On the origin and highly likely completeness of single-domain protein structures

Abstract

The size and origin of the protein fold universe is of fundamental and practical importance. Analyzing randomly generated, compact sticky homopolypeptide conformations constructed in generic simplified and all-atom protein models, all have similar folds in the library of solved structures, the Protein Data Bank, and conversely, all compact, single-domain protein structures in the Protein Data Bank have structural analogues in the compact model set. Thus, both sets are highly likely complete, with the protein fold universe arising from compact conformations of hydrogen-bonded, secondary structures. Because side chains are represented by their Cbeta atoms, these results also suggest that the observed protein folds are insensitive to the details of side-chain packing. Sequence specificity enters both in fine-tuning the structure and thermodynamically stabilizing a given fold with respect to the set of alternatives. Scanning the models against a three-dimensional active-site library, close geometric matches are frequently found. Thus, the presence of active-site-like geometries also seems to be a consequence of the packing of compact, secondary structural elements. These results have significant implications for the evolution of protein structure and function.

Fig. 1.

Rmsd vs. alignment coverage of computer-generated models matched with the closest representative structure in the PDB. (Left) For each homopolypeptide with a given secondary structure pattern, 14 models (Top 1, 10, 25, 50, 75, 100, 125, 150, 175, and 200 clusters) are selected; for each, only the match of the highest TM-score identified by TM-ALIGN is presented. (A) The 100-aa (AA) atomic, off-lattice models. (B) The 100-AA reduced lattice models. (C) The 200-AA reduced lattice models. (Right) Corresponding representative examples of the structural alignments in different categories are shown.
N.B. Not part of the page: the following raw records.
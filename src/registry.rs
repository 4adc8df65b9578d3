//! The key → value store backing one group.

use std::any::Any;
use std::fmt;
use std::sync::{Arc, Mutex, MutexGuard};

use indexmap::IndexMap;

use crate::registry_event::{RegistryEvent, TraceSlot};
use crate::RegistryError;

/// Confirmation literal required by [`Registry::clear`].
///
/// The exact-match requirement is a deliberate friction device against
/// accidental destructive calls; no stronger authorization is implied.
pub const CLEAR_CONFIRMATION: &str = "CONFIRM";

type Entries = IndexMap<String, Arc<dyn Any + Send + Sync>>;

/// One group's mapping from string key to shared value.
///
/// Values are stored type-erased behind `Arc`; the concrete type is supplied
/// by the caller at the `get`/`set` boundary and checked there. Stored values
/// are shared, never cloned: every retrieval hands back another reference to
/// the same instance, so mutation through one holder (via interior
/// mutability) is visible to all.
///
/// Keys are unique within a registry and enumerate in insertion order. A
/// registry is created lazily by its
/// [`RegistryDirectory`](crate::RegistryDirectory) and lives for the life of
/// the directory; there is no group deletion.
///
/// # Examples
///
/// ```rust
/// use group_registry::RegistryDirectory;
/// use std::sync::Arc;
///
/// let directory = RegistryDirectory::new();
/// let registry = directory.get_or_create("cache");
///
/// registry.set("answer", 42i32);
///
/// let answer: Arc<i32> = registry.get("answer").unwrap();
/// assert_eq!(*answer, 42);
/// ```
pub struct Registry {
    group: String,
    entries: Mutex<Entries>,
    trace: TraceSlot,
}

impl Registry {
    pub(crate) fn new(group: impl Into<String>, trace: TraceSlot) -> Self {
        Self {
            group: group.into(),
            entries: Mutex::new(IndexMap::new()),
            trace,
        }
    }

    /// Name of the group this registry backs.
    pub fn group(&self) -> &str {
        &self.group
    }

    /// Number of entries currently stored.
    pub fn len(&self) -> usize {
        self.lock().len()
    }

    /// `true` when the registry holds no entries.
    pub fn is_empty(&self) -> bool {
        self.lock().is_empty()
    }

    // Poisoning only occurs if a thread panics while holding the lock; the
    // map itself is still consistent, so recover and continue.
    fn lock(&self) -> MutexGuard<'_, Entries> {
        self.entries.lock().unwrap_or_else(|p| p.into_inner())
    }

    /// Emit a registry event using the directory's current trace callback.
    ///
    /// Must never be called while the entries lock is held: the callback is
    /// user code and may take arbitrarily long.
    fn emit(&self, event: &RegistryEvent) {
        let guard = self.trace.lock().unwrap_or_else(|p| p.into_inner());
        if let Some(callback) = guard.as_ref() {
            callback(event);
        }
    }

    fn downcast<T: Send + Sync + 'static>(
        &self,
        key: &str,
        value: Arc<dyn Any + Send + Sync>,
    ) -> Result<Arc<T>, RegistryError> {
        value
            .downcast::<T>()
            .map_err(|_| RegistryError::TypeMismatch {
                group: self.group.clone(),
                key: key.to_string(),
                expected: std::any::type_name::<T>(),
            })
    }

    /// Unconditional insert-or-overwrite. Never fails.
    ///
    /// Takes ownership of the value and wraps it in an `Arc` automatically.
    /// If the key already holds an entry, it is replaced.
    ///
    /// # Examples
    ///
    /// ```rust
    /// use group_registry::RegistryDirectory;
    /// use std::sync::Arc;
    ///
    /// let directory = RegistryDirectory::new();
    /// let registry = directory.get_or_create("app");
    ///
    /// registry.set("motd", "welcome".to_string());
    /// registry.set("motd", "updated".to_string()); // replaces
    ///
    /// let motd: Arc<String> = registry.get("motd").unwrap();
    /// assert_eq!(&*motd, "updated");
    /// ```
    pub fn set<T: Send + Sync + 'static>(&self, key: impl Into<String>, value: T) {
        self.set_arc(key, Arc::new(value));
    }

    /// Inserts an `Arc`-wrapped value.
    ///
    /// More efficient than [`set`](Registry::set) when you already have an
    /// `Arc`, as it avoids creating an additional allocation.
    pub fn set_arc<T: Send + Sync + 'static>(&self, key: impl Into<String>, value: Arc<T>) {
        let key = key.into();
        self.lock().insert(key.clone(), value);
        self.emit(&RegistryEvent::Set {
            group: self.group.clone(),
            key,
        });
    }

    /// Retrieves the value stored at `key`.
    ///
    /// # Errors
    ///
    /// - [`RegistryError::NotFound`] when the key is absent
    /// - [`RegistryError::TypeMismatch`] when the entry does not hold a `T`
    ///
    /// # Examples
    ///
    /// ```rust
    /// use group_registry::{RegistryDirectory, RegistryError};
    /// use std::sync::Arc;
    ///
    /// let directory = RegistryDirectory::new();
    /// let registry = directory.get_or_create("app");
    ///
    /// registry.set("answer", 42i32);
    /// let answer: Arc<i32> = registry.get("answer").unwrap();
    /// assert_eq!(*answer, 42);
    ///
    /// // Missing keys surface as a typed error
    /// let missing = registry.get::<i32>("nope");
    /// assert!(matches!(missing, Err(RegistryError::NotFound { .. })));
    /// ```
    pub fn get<T: Send + Sync + 'static>(&self, key: &str) -> Result<Arc<T>, RegistryError> {
        let stored = self.lock().get(key).cloned();

        let result = match stored {
            Some(value) => self.downcast::<T>(key, value),
            None => Err(RegistryError::NotFound {
                group: self.group.clone(),
                key: key.to_string(),
            }),
        };

        self.emit(&RegistryEvent::Get {
            group: self.group.clone(),
            key: key.to_string(),
            found: result.is_ok(),
        });

        result
    }

    /// Non-failing lookup variant for callers that treat absence as an
    /// ordinary branch rather than an error.
    ///
    /// Returns `Ok(None)` when the key is absent; a present entry of the
    /// wrong type still fails with [`RegistryError::TypeMismatch`].
    pub fn try_get<T: Send + Sync + 'static>(
        &self,
        key: &str,
    ) -> Result<Option<Arc<T>>, RegistryError> {
        match self.get::<T>(key) {
            Ok(value) => Ok(Some(value)),
            Err(RegistryError::NotFound { .. }) => Ok(None),
            Err(err) => Err(err),
        }
    }

    /// Retrieves a clone of the value stored at `key`.
    ///
    /// Returns an owned value by cloning the stored instance. Useful when you
    /// need to own the value rather than share it via `Arc<T>`.
    ///
    /// # Errors
    ///
    /// Same as [`get`](Registry::get).
    pub fn get_cloned<T: Send + Sync + Clone + 'static>(
        &self,
        key: &str,
    ) -> Result<T, RegistryError> {
        let arc = self.get::<T>(key)?;
        Ok((*arc).clone())
    }

    /// Checks whether `key` holds an entry. No side effects on storage.
    pub fn has(&self, key: &str) -> bool {
        let found = self.lock().contains_key(key);
        self.emit(&RegistryEvent::Contains {
            group: self.group.clone(),
            key: key.to_string(),
            found,
        });
        found
    }

    /// Returns the value at `key`, storing `factory()`'s result first when
    /// the key is absent.
    ///
    /// The factory is invoked at most once per call, only when the key is
    /// absent — never speculatively. The check and the insert happen under a
    /// single lock acquisition, so the factory must not call back into this
    /// registry.
    ///
    /// # Errors
    ///
    /// [`RegistryError::TypeMismatch`] when an existing entry does not hold a
    /// `T` (the factory is not invoked in that case).
    ///
    /// # Examples
    ///
    /// ```rust
    /// use group_registry::RegistryDirectory;
    ///
    /// let directory = RegistryDirectory::new();
    /// let registry = directory.get_or_create("app");
    ///
    /// let first = registry.get_or_insert_with("counter", || 1i32).unwrap();
    /// let second = registry.get_or_insert_with("counter", || 2i32).unwrap();
    ///
    /// // The second factory never ran; both see the stored value.
    /// assert_eq!(*first, 1);
    /// assert_eq!(*second, 1);
    /// ```
    pub fn get_or_insert_with<T, F>(
        &self,
        key: impl Into<String>,
        factory: F,
    ) -> Result<Arc<T>, RegistryError>
    where
        T: Send + Sync + 'static,
        F: FnOnce() -> T,
    {
        let key = key.into();
        let mut inserted = false;

        let stored = {
            let mut entries = self.lock();
            match entries.get(&key) {
                Some(existing) => existing.clone(),
                None => {
                    let value: Arc<dyn Any + Send + Sync> = Arc::new(factory());
                    entries.insert(key.clone(), value.clone());
                    inserted = true;
                    value
                }
            }
        };

        if inserted {
            self.emit(&RegistryEvent::Set {
                group: self.group.clone(),
                key: key.clone(),
            });
        }

        self.downcast::<T>(&key, stored)
    }

    /// Deletes the entry at `key`; a no-op (not an error) when absent.
    ///
    /// Remaining keys keep their enumeration order.
    pub fn remove(&self, key: &str) {
        self.lock().shift_remove(key);
        self.emit(&RegistryEvent::Remove {
            group: self.group.clone(),
            key: key.to_string(),
        });
    }

    /// Replaces the entire mapping with an empty one.
    ///
    /// Only proceeds when `confirmation` equals [`CLEAR_CONFIRMATION`];
    /// otherwise fails and leaves every entry intact. Already-retrieved
    /// `Arc<T>` references remain valid.
    ///
    /// # Errors
    ///
    /// [`RegistryError::InvalidConfirmation`] when the confirmation string
    /// does not match.
    pub fn clear(&self, confirmation: &str) -> Result<(), RegistryError> {
        if confirmation != CLEAR_CONFIRMATION {
            return Err(RegistryError::InvalidConfirmation {
                group: self.group.clone(),
                given: confirmation.to_string(),
            });
        }

        *self.lock() = IndexMap::new();
        self.emit(&RegistryEvent::Clear {
            group: self.group.clone(),
        });
        Ok(())
    }

    /// Snapshot of the currently present keys, in insertion order.
    ///
    /// The snapshot is finite and non-lazy: later mutation of the registry
    /// does not affect a vector already returned.
    pub fn keys(&self) -> Vec<String> {
        self.lock().keys().cloned().collect()
    }

    /// Insert that fails when `key` is already occupied.
    ///
    /// Check and write happen under one lock acquisition, so there is no
    /// intermediate observable state.
    pub(crate) fn insert_if_vacant<T: Send + Sync + 'static>(
        &self,
        key: String,
        value: T,
    ) -> Result<(), RegistryError> {
        {
            let mut entries = self.lock();
            if entries.contains_key(&key) {
                return Err(RegistryError::AlreadyExists {
                    group: self.group.clone(),
                    key,
                });
            }
            entries.insert(key.clone(), Arc::new(value));
        }

        self.emit(&RegistryEvent::Set {
            group: self.group.clone(),
            key,
        });
        Ok(())
    }

    /// Overwrite that fails when `key` has no entry yet; returns the newly
    /// stored value.
    pub(crate) fn replace_existing<T: Send + Sync + 'static>(
        &self,
        key: String,
        value: T,
    ) -> Result<Arc<T>, RegistryError> {
        let stored = Arc::new(value);

        {
            let mut entries = self.lock();
            if !entries.contains_key(&key) {
                return Err(RegistryError::NotFound {
                    group: self.group.clone(),
                    key,
                });
            }
            let erased: Arc<dyn Any + Send + Sync> = stored.clone();
            entries.insert(key.clone(), erased);
        }

        self.emit(&RegistryEvent::Set {
            group: self.group.clone(),
            key,
        });
        Ok(stored)
    }
}

impl fmt::Debug for Registry {
    fn fmt(&self, f: &mut fmt::Formatter<'_>) -> fmt::Result {
        f.debug_struct("Registry")
            .field("group", &self.group)
            .field("len", &self.len())
            .finish_non_exhaustive()
    }
}
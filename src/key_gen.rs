//! Key generation for anonymous instance registration.

use uuid::Uuid;

/// Produces fresh unique string keys for
/// [`GroupHandle::register_instance`](crate::GroupHandle::register_instance).
///
/// Kept as a swappable collaborator so tests can supply deterministic keys
/// instead of random ones.
pub trait KeyGenerator: Send + Sync {
    /// Returns a fresh, statistically unique key.
    fn generate(&self) -> String;
}

/// Default generator backed by random (v4) UUIDs.
#[derive(Debug, Clone, Copy, Default)]
pub struct UuidKeyGenerator;

impl KeyGenerator for UuidKeyGenerator {
    fn generate(&self) -> String {
        Uuid::new_v4().to_string()
    }
}

#[cfg(test)]
mod tests {
    use super::*;

    #[test]
    fn test_generated_keys_are_unique() {
        let generator = UuidKeyGenerator;
        let a = generator.generate();
        let b = generator.generate();
        assert_ne!(a, b);
    }

    #[test]
    fn test_generated_key_is_uuid_formatted() {
        let key = UuidKeyGenerator.generate();
        assert!(Uuid::parse_str(&key).is_ok());
    }
}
Thick backbones are from models; thin backbones are from PDB structures. Red indicates residue pairs whose distance is <5 Å; those separated by >5 Å are shown in magenta (model) and blue (PDB structure), respectively.

Fig. 2.

Rmsd vs. alignment coverage for the compact freely jointed chain models matched by TM-ALIGN to the closest representative PDB structure. (A) The 100-aa (AA) chains. (B) The 200 AA chains. For each chain, 20 independent Monte Carlo simulations are generated, which have excluded volume interactions (C^α–C^α distance > 3 Å) and a bias to the radius of gyration (G) of an average protein of length L, i.e., G ≈ 2.2L^0.38. For each independent simulation, up to 14 clusters chosen as in Fig. 1 are used in the structure comparison. Red indicates residue pairs whose distance is <5 Å; those separated by >5 Å are shown in magenta (model) and blue (PDB structure), respectively.

Fig. 3.

Relationship of the library of compact, sticky homopolypeptide structures to PDB structures between 41 and 150 residues in length. (Upper) Rmsd vs. coverage for 913 representative, compact PDB structures between 41 and 150 residues to protein models in the 200-residue-long, compact, sticky homopolypeptide structural library comprised of 15,000 (A), 7,000 (B), and 3,500 (C) structures, respectively. (Lower) Structural alignments of representative α-protein (PDB ID code 1c17 chain M; 142 residues), β-protein (PDB ID code 1a3k; 137 residues), and α/β-protein (PDB ID code 1a3k chain A; 131 residues) PDB structures to the compact sticky homopolypeptide structures are shown. The thick (thin) backbones represent computer models (PDB structures). Red indicates residue pairs whose distance is <5 Å.

Fig. 4.

Fraction of the 150 active-site functional templates, AFTs that hit at least 1% of 750 sticky homopolypeptide structures (magenta histogram), at least 1% of 750 native structures (blue histogram), or at least one of 3,500 compact sticky homopolypeptide structures (yellow histogram) at a given drmsd interval from the corresponding restrictive cutoff.